We also noticed that only a few articles reported the time between the pretreatment imaging and the start of treatment (6 of the 23 studies articles). And when they did, this time could be quite long (one study reported an average of 43 days between imaging and start of treatment 38 ). In this time period tumors will likely grow, causing discrepancies between the tumor on pretreatment imaging and the tumor at the start of treatment. Future studies assessing the prognostic value of imaging factors should report on the interval between imaging and treatment and aim to keep this time as short as possible.
Pretreatment tumor volume determined on CT has clear prognostic value in laryngeal and hypopharyngeal carcinoma treated with radiotherapy. Due to heterogeneity in study populations and methodology, no conclusions can be drawn on optimal cut‐off points.

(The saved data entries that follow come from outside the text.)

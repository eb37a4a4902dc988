//! # Otter VM Object
//!
//! Value and object model for the Otter JavaScript runtime: the value
//! domain, property keys and descriptors, ordinary and exotic objects
//! (arrays, strings, proxies, typed arrays, arguments), binary data, keyed
//! collections, JSON, and the abstract operations tying them together.
//!
//! ## Design Principles
//!
//! - **Uniform dispatch**: every object carries a static table of internal
//!   methods selected by its kind; callers never branch on the kind
//! - **Thread-safe**: objects are `Arc` + `parking_lot` locks, and no lock is
//!   held across a call back into user code
//! - **Bounded re-entrancy**: calls, traps, accessors and JSON nesting all
//!   count against one depth limit on [`VmContext`]

#![warn(clippy::all)]
#![warn(missing_docs)]

pub mod arguments;
pub mod array;
pub mod array_buffer;
pub mod context;
pub mod conversion;
pub mod data_view;
pub mod descriptor;
pub mod element;
pub mod error;
pub mod function;
pub mod internal_methods;
pub mod intrinsics;
pub mod json;
pub mod map_data;
pub mod number;
pub mod object;
pub mod operations;
pub mod ordinary;
pub mod property_key;
pub mod property_table;
pub mod proxy;
mod proxy_operations;
pub mod realm;
pub mod runtime;
pub mod string;
pub mod string_object;
pub mod symbol;
pub mod trace;
pub mod typed_array;
pub mod value;

pub use context::VmContext;
pub use descriptor::{Property, PropertyAttributes, PropertyDescriptor};
pub use element::ElementKind;
pub use error::{VmError, VmResult};
pub use function::{BuiltinBuilder, FunctionBuilder};
pub use intrinsics::Intrinsics;
pub use object::{InternalSlot, ObjectKind, ObjectRef};
pub use property_key::PropertyKey;
pub use runtime::{RuntimeConfig, VmRuntime};
pub use string::JsString;
pub use symbol::{Symbol, WellKnownSymbol};
pub use trace::Trace;
pub use value::{BindingCell, Value};
//! Immutable JavaScript strings
//!
//! Strings are sequences of UTF-16 code units. Lone surrogates are legal and
//! survive every operation untouched. Literals used by the engine itself
//! (`"length"`, `"prototype"`, ...) are interned so repeated lookups share
//! one allocation.

use dashmap::DashMap;
use rustc_hash::FxHasher;
use std::fmt;
use std::hash::{Hash, Hasher};
use std::sync::Arc;

/// Global string intern table
static STRING_TABLE: std::sync::LazyLock<DashMap<u64, JsString>> =
    std::sync::LazyLock::new(DashMap::new);

/// An immutable JavaScript string
#[derive(Clone)]
pub struct JsString {
    units: Arc<[u16]>,
    /// Precomputed hash for fast lookup
    hash: u64,
}

impl JsString {
    /// Create or retrieve an interned string (using global table)
    pub fn intern(s: &str) -> Self {
        let units: Vec<u16> = s.encode_utf16().collect();
        let hash = Self::compute_hash(&units);

        if let Some(existing) = STRING_TABLE.get(&hash)
            && *existing.units == *units
        {
            return existing.clone();
        }

        let js_str = Self {
            units: Arc::from(units),
            hash,
        };
        // On a hash collision the newcomer simply stays un-interned.
        STRING_TABLE.entry(hash).or_insert_with(|| js_str.clone());
        js_str
    }

    /// Create a string without interning
    pub fn new(s: &str) -> Self {
        Self::from_utf16(s.encode_utf16().collect())
    }

    /// Create a string from raw UTF-16 code units
    pub fn from_utf16(units: Vec<u16>) -> Self {
        let hash = Self::compute_hash(&units);
        Self {
            units: Arc::from(units),
            hash,
        }
    }

    /// The empty string
    pub fn empty() -> Self {
        Self::intern("")
    }

    fn compute_hash(units: &[u16]) -> u64 {
        let mut hasher = FxHasher::default();
        units.hash(&mut hasher);
        hasher.finish()
    }

    /// The code units of this string
    #[inline]
    pub fn as_utf16(&self) -> &[u16] {
        &self.units
    }

    /// Length in UTF-16 code units
    #[inline]
    pub fn len(&self) -> usize {
        self.units.len()
    }

    /// Check if empty
    #[inline]
    pub fn is_empty(&self) -> bool {
        self.units.is_empty()
    }

    /// Precomputed hash
    pub fn hash_value(&self) -> u64 {
        self.hash
    }

    /// Code unit at `index`
    pub fn code_unit_at(&self, index: usize) -> Option<u16> {
        self.units.get(index).copied()
    }

    /// One-code-unit substring at `index`
    pub fn unit_string_at(&self, index: usize) -> Option<JsString> {
        self.code_unit_at(index).map(|unit| Self::from_utf16(vec![unit]))
    }

    /// Concatenate two strings
    pub fn concat(&self, other: &JsString) -> Self {
        let mut units = Vec::with_capacity(self.len() + other.len());
        units.extend_from_slice(&self.units);
        units.extend_from_slice(&other.units);
        Self::from_utf16(units)
    }

    /// Substring over code units `[start, end)`, clamped to the length.
    pub fn substring(&self, start: usize, end: usize) -> Self {
        let end = end.min(self.len());
        let start = start.min(end);
        Self::from_utf16(self.units[start..end].to_vec())
    }

    /// Convert to a Rust string, replacing lone surrogates with U+FFFD.
    pub fn to_std_string(&self) -> String {
        String::from_utf16_lossy(&self.units)
    }

    /// Compare against a Rust string without allocating.
    pub fn eq_str(&self, s: &str) -> bool {
        let mut theirs = s.encode_utf16();
        for unit in self.units.iter() {
            if theirs.next() != Some(*unit) {
                return false;
            }
        }
        theirs.next().is_none()
    }

    /// Whether both handles share one allocation.
    pub fn ptr_eq(&self, other: &JsString) -> bool {
        Arc::ptr_eq(&self.units, &other.units)
    }
}

impl PartialEq for JsString {
    fn eq(&self, other: &Self) -> bool {
        self.ptr_eq(other) || (self.hash == other.hash && self.units == other.units)
    }
}

impl Eq for JsString {}

impl Hash for JsString {
    fn hash<H: Hasher>(&self, state: &mut H) {
        state.write_u64(self.hash);
    }
}

impl PartialOrd for JsString {
    fn partial_cmp(&self, other: &Self) -> Option<std::cmp::Ordering> {
        Some(self.cmp(other))
    }
}

/// Code-unit order, as used by `IsLessThan` on strings.
impl Ord for JsString {
    fn cmp(&self, other: &Self) -> std::cmp::Ordering {
        self.units.cmp(&other.units)
    }
}

impl From<&str> for JsString {
    fn from(s: &str) -> Self {
        Self::new(s)
    }
}

impl From<String> for JsString {
    fn from(s: String) -> Self {
        Self::new(&s)
    }
}

impl fmt::Display for JsString {
    fn fmt(&self, f: &mut fmt::Formatter<'_>) -> fmt::Result {
        f.write_str(&self.to_std_string())
    }
}

impl fmt::Debug for JsString {
    fn fmt(&self, f: &mut fmt::Formatter<'_>) -> fmt::Result {
        write!(f, "{:?}", self.to_std_string())
    }
}

#[cfg(test)]
mod tests {
    use super::*;

    #[test]
    fn test_interning_shares_storage() {
        let a = JsString::intern("length");
        let b = JsString::intern("length");
        assert!(a.ptr_eq(&b));
        assert_eq!(a, JsString::new("length"));
    }

    #[test]
    fn test_utf16_length() {
        let s = JsString::new("a😀");
        assert_eq!(s.len(), 3);
        assert_eq!(s.code_unit_at(1), Some(0xD83D));
        assert_eq!(s.code_unit_at(3), None);
    }

    #[test]
    fn test_lone_surrogate_preserved() {
        let s = JsString::from_utf16(vec![0x61, 0xD800]);
        assert_eq!(s.as_utf16(), &[0x61, 0xD800]);
        assert_eq!(s.to_std_string(), "a\u{FFFD}");
    }

    #[test]
    fn test_concat_and_substring() {
        let s = JsString::new("foo").concat(&JsString::new("bar"));
        assert!(s.eq_str("foobar"));
        assert!(s.substring(2, 4).eq_str("ob"));
        assert!(s.substring(4, 100).eq_str("ar"));
        assert!(!s.eq_str("foo"));
    }

    #[test]
    fn test_ordering_by_code_units() {
        assert!(JsString::new("a") < JsString::new("b"));
        assert!(JsString::new("Z") < JsString::new("a"));
    }
}
//! Symbols, well-known symbols and the `Symbol.for` registry

use crate::string::JsString;
use parking_lot::Mutex;
use rustc_hash::FxHashMap;
use std::fmt;
use std::hash::{Hash, Hasher};
use std::sync::Arc;
use std::sync::atomic::{AtomicU64, Ordering};

static NEXT_SYMBOL_ID: AtomicU64 = AtomicU64::new(1);

#[derive(Debug)]
struct SymbolData {
    id: u64,
    description: Option<JsString>,
    registry_key: Option<JsString>,
}

/// A unique symbol. Identity is the allocation, never the description.
#[derive(Clone)]
pub struct Symbol(Arc<SymbolData>);

impl Symbol {
    /// Create a fresh symbol
    pub fn new(description: Option<JsString>) -> Self {
        Self(Arc::new(SymbolData {
            id: NEXT_SYMBOL_ID.fetch_add(1, Ordering::Relaxed),
            description,
            registry_key: None,
        }))
    }

    fn registered(key: JsString) -> Self {
        Self(Arc::new(SymbolData {
            id: NEXT_SYMBOL_ID.fetch_add(1, Ordering::Relaxed),
            description: Some(key.clone()),
            registry_key: Some(key),
        }))
    }

    /// Unique ID
    pub fn id(&self) -> u64 {
        self.0.id
    }

    /// Description passed at creation
    pub fn description(&self) -> Option<&JsString> {
        self.0.description.as_ref()
    }

    /// Key under which this symbol lives in the global registry
    pub fn registry_key(&self) -> Option<&JsString> {
        self.0.registry_key.as_ref()
    }

    /// `SymbolDescriptiveString`: `Symbol(desc)`
    pub fn descriptive_string(&self) -> JsString {
        let desc = self
            .description()
            .map(|d| d.to_std_string())
            .unwrap_or_default();
        JsString::new(&format!("Symbol({desc})"))
    }
}

impl PartialEq for Symbol {
    fn eq(&self, other: &Self) -> bool {
        Arc::ptr_eq(&self.0, &other.0)
    }
}

impl Eq for Symbol {}

impl Hash for Symbol {
    fn hash<H: Hasher>(&self, state: &mut H) {
        state.write_u64(self.0.id);
    }
}

impl fmt::Debug for Symbol {
    fn fmt(&self, f: &mut fmt::Formatter<'_>) -> fmt::Result {
        match self.description() {
            Some(d) => write!(f, "Symbol({})", d),
            None => write!(f, "Symbol()"),
        }
    }
}

/// Symbols shared by every realm in the process
#[derive(Debug, Clone, Copy, PartialEq, Eq)]
#[allow(missing_docs)]
pub enum WellKnownSymbol {
    AsyncIterator,
    HasInstance,
    IsConcatSpreadable,
    Iterator,
    Match,
    MatchAll,
    Replace,
    Search,
    Species,
    Split,
    ToPrimitive,
    ToStringTag,
    Unscopables,
}

const WELL_KNOWN_COUNT: usize = 13;

static WELL_KNOWN: std::sync::LazyLock<[Symbol; WELL_KNOWN_COUNT]> =
    std::sync::LazyLock::new(|| {
        WellKnownSymbol::ALL.map(|wk| Symbol::new(Some(JsString::intern(wk.description()))))
    });

impl WellKnownSymbol {
    /// Every well-known symbol in table order
    pub const ALL: [WellKnownSymbol; WELL_KNOWN_COUNT] = [
        Self::AsyncIterator,
        Self::HasInstance,
        Self::IsConcatSpreadable,
        Self::Iterator,
        Self::Match,
        Self::MatchAll,
        Self::Replace,
        Self::Search,
        Self::Species,
        Self::Split,
        Self::ToPrimitive,
        Self::ToStringTag,
        Self::Unscopables,
    ];

    /// `"Symbol.iterator"` etc.
    pub fn description(self) -> &'static str {
        match self {
            Self::AsyncIterator => "Symbol.asyncIterator",
            Self::HasInstance => "Symbol.hasInstance",
            Self::IsConcatSpreadable => "Symbol.isConcatSpreadable",
            Self::Iterator => "Symbol.iterator",
            Self::Match => "Symbol.match",
            Self::MatchAll => "Symbol.matchAll",
            Self::Replace => "Symbol.replace",
            Self::Search => "Symbol.search",
            Self::Species => "Symbol.species",
            Self::Split => "Symbol.split",
            Self::ToPrimitive => "Symbol.toPrimitive",
            Self::ToStringTag => "Symbol.toStringTag",
            Self::Unscopables => "Symbol.unscopables",
        }
    }

    /// The process-wide symbol
    pub fn symbol(self) -> Symbol {
        WELL_KNOWN[self as usize].clone()
    }
}

/// Registry backing `Symbol.for()` / `Symbol.keyFor()`
///
/// One registry is shared by all realms of a runtime.
pub struct SymbolRegistry {
    map: Mutex<FxHashMap<JsString, Symbol>>,
}

impl SymbolRegistry {
    /// Create an empty registry
    pub fn new() -> Self {
        Self {
            map: Mutex::new(FxHashMap::default()),
        }
    }

    /// `Symbol.for(key)`
    pub fn for_key(&self, key: &JsString) -> Symbol {
        self.map
            .lock()
            .entry(key.clone())
            .or_insert_with(|| Symbol::registered(key.clone()))
            .clone()
    }

    /// `Symbol.keyFor(sym)`
    pub fn key_for(&self, symbol: &Symbol) -> Option<JsString> {
        let key = symbol.registry_key()?;
        let map = self.map.lock();
        match map.get(key) {
            Some(found) if found == symbol => Some(key.clone()),
            _ => None,
        }
    }

    /// Number of registered symbols
    pub fn len(&self) -> usize {
        self.map.lock().len()
    }

    /// Check if no symbol has been registered
    pub fn is_empty(&self) -> bool {
        self.len() == 0
    }
}

impl Default for SymbolRegistry {
    fn default() -> Self {
        Self::new()
    }
}

#[cfg(test)]
mod tests {
    use super::*;

    #[test]
    fn test_symbols_are_unique() {
        let a = Symbol::new(Some(JsString::new("x")));
        let b = Symbol::new(Some(JsString::new("x")));
        assert_ne!(a, b);
        assert_eq!(a, a.clone());
    }

    #[test]
    fn test_well_known_symbols_are_stable() {
        let a = WellKnownSymbol::Iterator.symbol();
        let b = WellKnownSymbol::Iterator.symbol();
        assert_eq!(a, b);
        assert_ne!(a, WellKnownSymbol::ToPrimitive.symbol());
        assert!(a.description().unwrap().eq_str("Symbol.iterator"));
    }

    #[test]
    fn test_registry_for_and_key_for() {
        let registry = SymbolRegistry::new();
        let key = JsString::new("app");
        let a = registry.for_key(&key);
        let b = registry.for_key(&JsString::new("app"));
        assert_eq!(a, b);
        assert_eq!(registry.key_for(&a), Some(key));
        assert_eq!(registry.key_for(&Symbol::new(None)), None);
        assert_eq!(registry.len(), 1);
    }

    #[test]
    fn test_descriptive_string() {
        let s = Symbol::new(Some(JsString::new("tag")));
        assert!(s.descriptive_string().eq_str("Symbol(tag)"));
        assert!(Symbol::new(None).descriptive_string().eq_str("Symbol()"));
    }
}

On CT, there is strong evidence for the prognostic value of anterior and posterior commissure involvement, subglottic extension, and arytenoid cartilage extension. Moderate evidence was found for pre‐epiglottic space involvement, paraglottic space involvement and cricoid cartilage involvement as prognostic factors on CT. On MRI, a moderate level of evidence was only found for tumor volume and pre‐epiglottic space involvement. This is partly due to the low number of articles studying prognostic imaging variables on MRI. More research is needed in order to accurately assess the prognostic power of MR imaging variables.
Data sharing not applicable ‐ no new data generated.